Why did she have a TV monitor in there so
she could know where she was jumping?
Would anybody have been disappointed
with that show if you'd have taken out E.O.
Skye with the garbage can and
Bronson Reed had come off the top rope and gone through the table instead of coming off top of the cage?
Would anybody have asked for a refund?
And remember, Tiffany Stratton did a swanton dive off the top of the cage at the same point you did the garbage can jump, E.O.
Sky.
Yes, and they had to do it at the same time, so it came off looking fake anyway while everybody was standing there while Can Girl got her fucking can in the right place.
You know, it's the one-upsmanship, where every time there's another one of these matches, someone has to do something to one-up whatever was in the previous one.

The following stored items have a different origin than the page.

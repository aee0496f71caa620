//! Curve error types.

use thiserror::Error;

/// Errors raised while decoding or constructing curve elements.
#[derive(Debug, Clone, Error, PartialEq, Eq)]
pub enum CurveError {
    /// Input does not have the fixed width of any known encoding
    #[error("Invalid encoding length: expected {expected}, got {actual}")]
    InvalidLength {
        /// Accepted length(s), rendered for the message
        expected: &'static str,
        /// Actual length in bytes
        actual: usize,
    },

    /// Flag bits or field elements are malformed
    #[error("Invalid point encoding")]
    InvalidEncoding,

    /// Coordinates do not satisfy the curve equation
    #[error("Point is not on the curve")]
    NotOnCurve,

    /// Point lies outside the prime-order subgroup
    #[error("Point is not in the prime-order subgroup")]
    NotInSubgroup,

    /// The point at infinity where a proper point is required
    #[error("Point at infinity")]
    PointAtInfinity,

    /// Scalar bytes are non-canonical or zero
    #[error("Invalid scalar")]
    InvalidScalar,

    /// Key material too short for key derivation
    #[error("Insufficient key material: need {min} bytes, got {actual}")]
    InsufficientKeyMaterial {
        /// Minimum accepted length
        min: usize,
        /// Actual length
        actual: usize,
    },
}

/// Result type for curve operations
pub type CurveResult<T> = Result<T, CurveError>;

But no, but in that company, they're being allowed to.
They didn't just set that.
She didn't bring her own fucking can.
That was an approved can bump.
What I'm saying is, can we goddamn
say no to the talent if they're coming up with this?
And can we
exhibit a little bit more thought?
I've told a story when
in Milwaukee for Ring of Honor, Steen, Kevin Owens wanted fucking Mark Briscoe
to splash him through a table off the balcony.
And I was like,
the Briscoe's are booked in a goddamn pay-per-view in New York in a couple of weeks.
So are you, as a matter of fact, you fat bastard.
What do you want to do this in Milwaukee for us 672 people?
It just.
So now Bronson Reed
has broken bones in
his ankle and foot two months before the Royal Rumble and four months for WrestleMania.
So that ain't good for business.
And then,
final comments on this injury
plague that we've got.
Oh, oh, and Tongaloa.
I'm sorry, I forgot, forgot.
Torn bicep.
He's going to have surgery.
He's had to have surgery, but he could have torn the bicep anywhere.
They showed punk hitting him with the garbage or the garbage can,
the toolbox.
But
a torn bicep is often not a visual injury where it looks good.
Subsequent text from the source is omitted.